» Exercise aim
Gather each line of the entries below that includes "MultiProcessConfig".

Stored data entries
....
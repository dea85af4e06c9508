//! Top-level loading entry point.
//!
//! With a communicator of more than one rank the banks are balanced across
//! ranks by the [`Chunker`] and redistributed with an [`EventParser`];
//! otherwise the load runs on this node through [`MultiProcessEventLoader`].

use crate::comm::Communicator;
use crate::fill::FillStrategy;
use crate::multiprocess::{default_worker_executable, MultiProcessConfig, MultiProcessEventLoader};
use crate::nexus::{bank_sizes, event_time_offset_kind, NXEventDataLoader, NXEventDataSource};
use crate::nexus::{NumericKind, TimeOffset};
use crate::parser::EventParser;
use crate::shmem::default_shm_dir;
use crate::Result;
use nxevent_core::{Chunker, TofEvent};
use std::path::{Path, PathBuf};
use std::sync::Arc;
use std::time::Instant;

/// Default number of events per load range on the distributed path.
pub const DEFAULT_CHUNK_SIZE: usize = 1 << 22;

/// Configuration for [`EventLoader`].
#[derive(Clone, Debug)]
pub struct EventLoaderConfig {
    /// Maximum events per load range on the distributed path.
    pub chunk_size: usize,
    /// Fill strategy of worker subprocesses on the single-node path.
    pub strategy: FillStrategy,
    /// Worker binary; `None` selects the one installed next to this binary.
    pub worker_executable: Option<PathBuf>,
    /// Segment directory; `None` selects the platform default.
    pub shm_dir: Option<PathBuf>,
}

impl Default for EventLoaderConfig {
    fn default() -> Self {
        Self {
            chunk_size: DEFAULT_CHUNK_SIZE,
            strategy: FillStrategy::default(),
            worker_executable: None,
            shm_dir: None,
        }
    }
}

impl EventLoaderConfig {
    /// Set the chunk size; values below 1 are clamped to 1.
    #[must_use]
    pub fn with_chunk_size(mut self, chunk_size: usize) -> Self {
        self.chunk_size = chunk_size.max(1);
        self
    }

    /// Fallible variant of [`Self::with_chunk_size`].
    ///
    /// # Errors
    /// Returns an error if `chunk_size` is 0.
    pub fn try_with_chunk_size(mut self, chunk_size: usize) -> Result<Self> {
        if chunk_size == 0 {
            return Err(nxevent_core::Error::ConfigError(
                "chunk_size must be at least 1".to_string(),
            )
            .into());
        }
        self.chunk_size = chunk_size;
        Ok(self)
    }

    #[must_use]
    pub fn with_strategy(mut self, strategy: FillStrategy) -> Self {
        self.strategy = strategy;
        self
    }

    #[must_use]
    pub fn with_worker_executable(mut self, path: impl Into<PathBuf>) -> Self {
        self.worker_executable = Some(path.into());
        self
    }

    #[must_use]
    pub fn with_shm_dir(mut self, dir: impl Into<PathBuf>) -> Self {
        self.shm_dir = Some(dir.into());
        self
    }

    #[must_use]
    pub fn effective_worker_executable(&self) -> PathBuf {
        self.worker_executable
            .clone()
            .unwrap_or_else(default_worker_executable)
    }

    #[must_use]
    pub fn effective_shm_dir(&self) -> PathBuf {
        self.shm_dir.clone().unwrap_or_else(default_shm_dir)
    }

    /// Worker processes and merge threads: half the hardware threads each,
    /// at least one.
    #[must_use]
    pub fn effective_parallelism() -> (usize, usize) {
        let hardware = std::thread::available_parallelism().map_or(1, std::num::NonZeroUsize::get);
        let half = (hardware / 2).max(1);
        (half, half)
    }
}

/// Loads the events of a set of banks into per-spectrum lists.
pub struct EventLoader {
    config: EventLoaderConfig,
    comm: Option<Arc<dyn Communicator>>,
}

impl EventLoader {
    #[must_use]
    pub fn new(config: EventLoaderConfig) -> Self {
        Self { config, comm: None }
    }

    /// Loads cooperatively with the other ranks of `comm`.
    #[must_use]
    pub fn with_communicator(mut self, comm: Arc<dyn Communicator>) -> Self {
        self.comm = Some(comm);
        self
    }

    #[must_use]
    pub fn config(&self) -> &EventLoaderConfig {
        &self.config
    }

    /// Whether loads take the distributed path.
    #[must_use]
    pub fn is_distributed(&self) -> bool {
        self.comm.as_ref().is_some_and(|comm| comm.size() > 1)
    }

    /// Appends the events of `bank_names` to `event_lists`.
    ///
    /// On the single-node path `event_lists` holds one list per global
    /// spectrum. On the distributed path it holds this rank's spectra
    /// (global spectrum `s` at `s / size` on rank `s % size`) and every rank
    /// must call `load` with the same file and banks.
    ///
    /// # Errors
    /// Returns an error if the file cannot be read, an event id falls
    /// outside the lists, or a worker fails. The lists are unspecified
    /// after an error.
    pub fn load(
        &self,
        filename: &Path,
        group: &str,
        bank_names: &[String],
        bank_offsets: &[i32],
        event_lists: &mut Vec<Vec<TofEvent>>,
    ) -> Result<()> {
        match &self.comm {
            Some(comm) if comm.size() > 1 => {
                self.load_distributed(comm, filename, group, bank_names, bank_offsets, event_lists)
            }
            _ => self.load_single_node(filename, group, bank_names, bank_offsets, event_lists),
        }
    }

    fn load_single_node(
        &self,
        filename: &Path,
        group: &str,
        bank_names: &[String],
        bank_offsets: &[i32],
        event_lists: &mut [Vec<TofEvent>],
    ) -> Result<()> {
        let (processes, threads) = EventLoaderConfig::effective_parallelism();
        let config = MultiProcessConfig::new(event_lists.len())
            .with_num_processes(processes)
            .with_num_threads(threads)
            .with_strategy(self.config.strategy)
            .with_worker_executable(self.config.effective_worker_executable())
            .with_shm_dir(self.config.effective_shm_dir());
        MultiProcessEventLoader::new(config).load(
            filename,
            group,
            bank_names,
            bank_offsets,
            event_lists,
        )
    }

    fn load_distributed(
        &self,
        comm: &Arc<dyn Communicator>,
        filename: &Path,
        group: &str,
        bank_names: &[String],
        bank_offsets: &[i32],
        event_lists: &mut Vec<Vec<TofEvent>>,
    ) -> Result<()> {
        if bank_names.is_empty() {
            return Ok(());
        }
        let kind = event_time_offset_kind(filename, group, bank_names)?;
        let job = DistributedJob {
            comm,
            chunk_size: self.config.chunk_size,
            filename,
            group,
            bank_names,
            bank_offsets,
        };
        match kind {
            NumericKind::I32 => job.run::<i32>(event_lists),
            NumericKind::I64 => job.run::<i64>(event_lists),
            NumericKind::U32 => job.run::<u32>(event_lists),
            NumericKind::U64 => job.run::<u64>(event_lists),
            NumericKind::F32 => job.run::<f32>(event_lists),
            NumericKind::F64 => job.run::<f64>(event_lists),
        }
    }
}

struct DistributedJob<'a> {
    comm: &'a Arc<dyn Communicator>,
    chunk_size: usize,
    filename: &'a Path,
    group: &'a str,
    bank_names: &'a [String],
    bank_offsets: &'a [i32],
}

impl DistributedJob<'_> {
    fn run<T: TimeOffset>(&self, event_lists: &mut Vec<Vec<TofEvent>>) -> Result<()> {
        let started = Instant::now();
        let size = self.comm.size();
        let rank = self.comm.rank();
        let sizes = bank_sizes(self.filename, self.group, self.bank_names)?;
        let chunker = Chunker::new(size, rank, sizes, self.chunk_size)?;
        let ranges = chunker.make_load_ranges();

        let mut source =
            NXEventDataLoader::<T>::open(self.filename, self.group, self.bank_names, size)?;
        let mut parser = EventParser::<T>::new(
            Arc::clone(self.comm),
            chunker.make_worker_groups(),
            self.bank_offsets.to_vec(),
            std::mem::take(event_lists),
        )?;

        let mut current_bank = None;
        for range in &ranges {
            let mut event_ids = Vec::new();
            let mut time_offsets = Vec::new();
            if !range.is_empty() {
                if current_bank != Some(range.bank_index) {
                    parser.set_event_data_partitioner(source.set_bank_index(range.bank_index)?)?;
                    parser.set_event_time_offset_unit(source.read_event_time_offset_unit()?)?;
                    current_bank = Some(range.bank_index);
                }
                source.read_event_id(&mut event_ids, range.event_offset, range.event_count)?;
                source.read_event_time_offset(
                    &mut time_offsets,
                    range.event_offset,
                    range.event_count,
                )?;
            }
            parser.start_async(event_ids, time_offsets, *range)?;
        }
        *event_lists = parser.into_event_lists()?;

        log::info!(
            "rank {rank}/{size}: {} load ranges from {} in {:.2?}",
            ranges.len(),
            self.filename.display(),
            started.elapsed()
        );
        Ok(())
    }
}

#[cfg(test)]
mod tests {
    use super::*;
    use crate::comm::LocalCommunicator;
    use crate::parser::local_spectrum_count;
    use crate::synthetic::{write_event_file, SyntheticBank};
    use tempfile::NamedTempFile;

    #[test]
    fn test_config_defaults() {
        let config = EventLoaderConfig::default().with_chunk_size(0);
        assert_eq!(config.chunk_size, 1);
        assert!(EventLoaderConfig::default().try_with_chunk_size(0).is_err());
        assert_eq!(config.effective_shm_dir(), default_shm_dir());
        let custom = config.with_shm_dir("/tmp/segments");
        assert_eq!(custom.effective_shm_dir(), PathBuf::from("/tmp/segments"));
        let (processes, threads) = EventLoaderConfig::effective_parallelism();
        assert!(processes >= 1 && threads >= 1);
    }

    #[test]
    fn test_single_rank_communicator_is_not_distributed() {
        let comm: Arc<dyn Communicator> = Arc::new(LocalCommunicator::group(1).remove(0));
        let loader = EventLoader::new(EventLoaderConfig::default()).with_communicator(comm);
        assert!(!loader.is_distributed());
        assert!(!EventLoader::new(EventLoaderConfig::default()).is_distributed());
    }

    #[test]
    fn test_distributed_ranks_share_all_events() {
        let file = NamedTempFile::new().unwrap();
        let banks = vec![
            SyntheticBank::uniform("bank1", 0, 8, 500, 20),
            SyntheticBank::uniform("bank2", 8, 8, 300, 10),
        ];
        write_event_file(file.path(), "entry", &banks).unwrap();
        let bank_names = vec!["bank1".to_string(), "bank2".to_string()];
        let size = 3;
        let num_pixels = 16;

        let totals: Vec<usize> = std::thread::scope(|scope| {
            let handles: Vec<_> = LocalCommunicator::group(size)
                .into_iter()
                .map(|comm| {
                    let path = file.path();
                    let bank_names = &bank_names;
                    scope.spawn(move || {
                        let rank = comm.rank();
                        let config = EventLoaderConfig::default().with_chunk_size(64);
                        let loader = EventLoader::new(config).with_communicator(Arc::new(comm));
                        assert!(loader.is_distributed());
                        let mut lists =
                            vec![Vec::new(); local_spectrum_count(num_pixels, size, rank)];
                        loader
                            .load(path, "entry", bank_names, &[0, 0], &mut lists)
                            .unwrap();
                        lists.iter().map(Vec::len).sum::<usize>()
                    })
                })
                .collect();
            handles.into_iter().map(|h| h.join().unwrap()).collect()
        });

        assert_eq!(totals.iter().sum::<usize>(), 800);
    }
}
....
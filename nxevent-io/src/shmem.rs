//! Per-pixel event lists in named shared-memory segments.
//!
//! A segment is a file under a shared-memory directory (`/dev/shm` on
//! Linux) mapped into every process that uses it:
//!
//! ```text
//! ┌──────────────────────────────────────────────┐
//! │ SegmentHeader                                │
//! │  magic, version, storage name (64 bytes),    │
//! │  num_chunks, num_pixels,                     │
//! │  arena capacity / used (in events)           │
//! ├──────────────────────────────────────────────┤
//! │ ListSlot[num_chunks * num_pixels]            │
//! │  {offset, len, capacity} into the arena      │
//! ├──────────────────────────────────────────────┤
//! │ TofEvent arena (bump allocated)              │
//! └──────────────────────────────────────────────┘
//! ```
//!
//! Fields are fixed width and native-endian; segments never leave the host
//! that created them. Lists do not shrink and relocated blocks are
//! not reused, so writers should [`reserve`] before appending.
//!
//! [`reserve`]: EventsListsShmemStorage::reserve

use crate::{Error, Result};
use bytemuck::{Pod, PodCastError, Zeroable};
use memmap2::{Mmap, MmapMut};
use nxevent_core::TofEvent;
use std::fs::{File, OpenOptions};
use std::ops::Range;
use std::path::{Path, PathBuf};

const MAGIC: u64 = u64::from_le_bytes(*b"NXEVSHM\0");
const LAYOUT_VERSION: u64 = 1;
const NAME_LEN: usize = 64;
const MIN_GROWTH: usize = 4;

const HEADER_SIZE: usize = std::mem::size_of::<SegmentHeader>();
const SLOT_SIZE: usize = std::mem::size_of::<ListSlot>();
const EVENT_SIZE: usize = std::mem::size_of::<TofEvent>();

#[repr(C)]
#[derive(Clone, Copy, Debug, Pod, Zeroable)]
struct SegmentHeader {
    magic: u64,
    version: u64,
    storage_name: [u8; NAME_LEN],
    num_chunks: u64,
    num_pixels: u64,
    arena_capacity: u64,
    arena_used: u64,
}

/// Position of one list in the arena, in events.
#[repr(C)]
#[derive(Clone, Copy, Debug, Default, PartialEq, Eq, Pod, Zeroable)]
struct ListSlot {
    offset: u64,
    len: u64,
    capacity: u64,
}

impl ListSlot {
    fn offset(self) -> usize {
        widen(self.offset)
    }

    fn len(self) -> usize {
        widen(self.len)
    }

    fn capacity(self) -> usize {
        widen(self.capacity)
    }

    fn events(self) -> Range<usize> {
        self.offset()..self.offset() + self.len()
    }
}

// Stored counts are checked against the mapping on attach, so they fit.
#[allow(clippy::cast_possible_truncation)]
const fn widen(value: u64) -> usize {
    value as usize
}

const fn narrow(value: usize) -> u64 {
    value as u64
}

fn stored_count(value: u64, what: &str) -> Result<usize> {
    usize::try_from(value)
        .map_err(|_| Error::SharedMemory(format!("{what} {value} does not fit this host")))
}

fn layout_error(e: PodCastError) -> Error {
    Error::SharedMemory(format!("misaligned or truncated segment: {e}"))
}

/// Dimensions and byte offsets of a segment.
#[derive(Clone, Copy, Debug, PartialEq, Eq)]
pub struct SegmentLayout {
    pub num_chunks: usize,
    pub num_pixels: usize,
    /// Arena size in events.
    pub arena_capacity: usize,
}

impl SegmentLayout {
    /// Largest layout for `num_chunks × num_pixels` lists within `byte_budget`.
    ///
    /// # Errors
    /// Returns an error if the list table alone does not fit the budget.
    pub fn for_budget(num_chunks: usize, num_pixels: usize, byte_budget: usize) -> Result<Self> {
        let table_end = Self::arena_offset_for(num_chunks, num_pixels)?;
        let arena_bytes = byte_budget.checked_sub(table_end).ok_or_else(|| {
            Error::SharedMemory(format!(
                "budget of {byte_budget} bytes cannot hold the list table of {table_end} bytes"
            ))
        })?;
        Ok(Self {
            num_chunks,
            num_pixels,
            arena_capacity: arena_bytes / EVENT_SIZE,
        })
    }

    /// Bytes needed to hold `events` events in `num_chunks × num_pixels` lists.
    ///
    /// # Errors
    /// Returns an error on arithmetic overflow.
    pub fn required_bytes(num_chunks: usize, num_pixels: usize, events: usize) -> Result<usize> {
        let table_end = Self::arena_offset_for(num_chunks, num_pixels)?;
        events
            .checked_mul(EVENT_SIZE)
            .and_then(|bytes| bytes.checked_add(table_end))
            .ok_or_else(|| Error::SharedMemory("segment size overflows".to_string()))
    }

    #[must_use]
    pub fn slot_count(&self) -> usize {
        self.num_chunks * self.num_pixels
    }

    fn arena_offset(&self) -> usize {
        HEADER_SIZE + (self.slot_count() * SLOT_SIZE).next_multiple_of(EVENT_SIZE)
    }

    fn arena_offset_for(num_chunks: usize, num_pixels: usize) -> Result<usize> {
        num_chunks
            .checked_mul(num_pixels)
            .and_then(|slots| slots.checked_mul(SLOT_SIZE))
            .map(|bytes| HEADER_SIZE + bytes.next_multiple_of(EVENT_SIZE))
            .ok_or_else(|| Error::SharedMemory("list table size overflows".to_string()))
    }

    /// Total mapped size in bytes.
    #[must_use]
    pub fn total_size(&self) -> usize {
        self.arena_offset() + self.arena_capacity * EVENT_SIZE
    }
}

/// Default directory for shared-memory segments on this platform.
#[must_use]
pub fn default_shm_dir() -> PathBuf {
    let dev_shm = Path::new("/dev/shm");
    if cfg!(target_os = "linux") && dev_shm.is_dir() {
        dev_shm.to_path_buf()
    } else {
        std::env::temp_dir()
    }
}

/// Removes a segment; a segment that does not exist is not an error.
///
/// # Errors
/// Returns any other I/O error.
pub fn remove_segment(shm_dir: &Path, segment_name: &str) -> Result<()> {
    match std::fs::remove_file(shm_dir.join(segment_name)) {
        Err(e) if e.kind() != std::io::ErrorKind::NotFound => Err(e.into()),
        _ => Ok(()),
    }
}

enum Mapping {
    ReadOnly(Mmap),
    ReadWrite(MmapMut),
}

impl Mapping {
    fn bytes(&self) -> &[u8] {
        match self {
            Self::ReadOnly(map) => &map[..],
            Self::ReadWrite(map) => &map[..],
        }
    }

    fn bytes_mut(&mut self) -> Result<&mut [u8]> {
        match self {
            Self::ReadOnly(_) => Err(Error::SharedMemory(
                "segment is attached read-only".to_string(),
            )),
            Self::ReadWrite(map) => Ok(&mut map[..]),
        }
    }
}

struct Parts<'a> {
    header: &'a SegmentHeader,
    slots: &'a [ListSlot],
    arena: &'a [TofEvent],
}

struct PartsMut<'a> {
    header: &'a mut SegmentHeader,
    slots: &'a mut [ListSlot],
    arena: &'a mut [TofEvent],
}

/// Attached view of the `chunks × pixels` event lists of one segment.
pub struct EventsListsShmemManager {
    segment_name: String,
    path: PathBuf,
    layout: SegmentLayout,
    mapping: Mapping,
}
....
» Exercise solution
use crate::multiprocess::{default_worker_executable, MultiProcessConfig, MultiProcessEventLoader};
        let config = MultiProcessConfig::new(event_lists.len())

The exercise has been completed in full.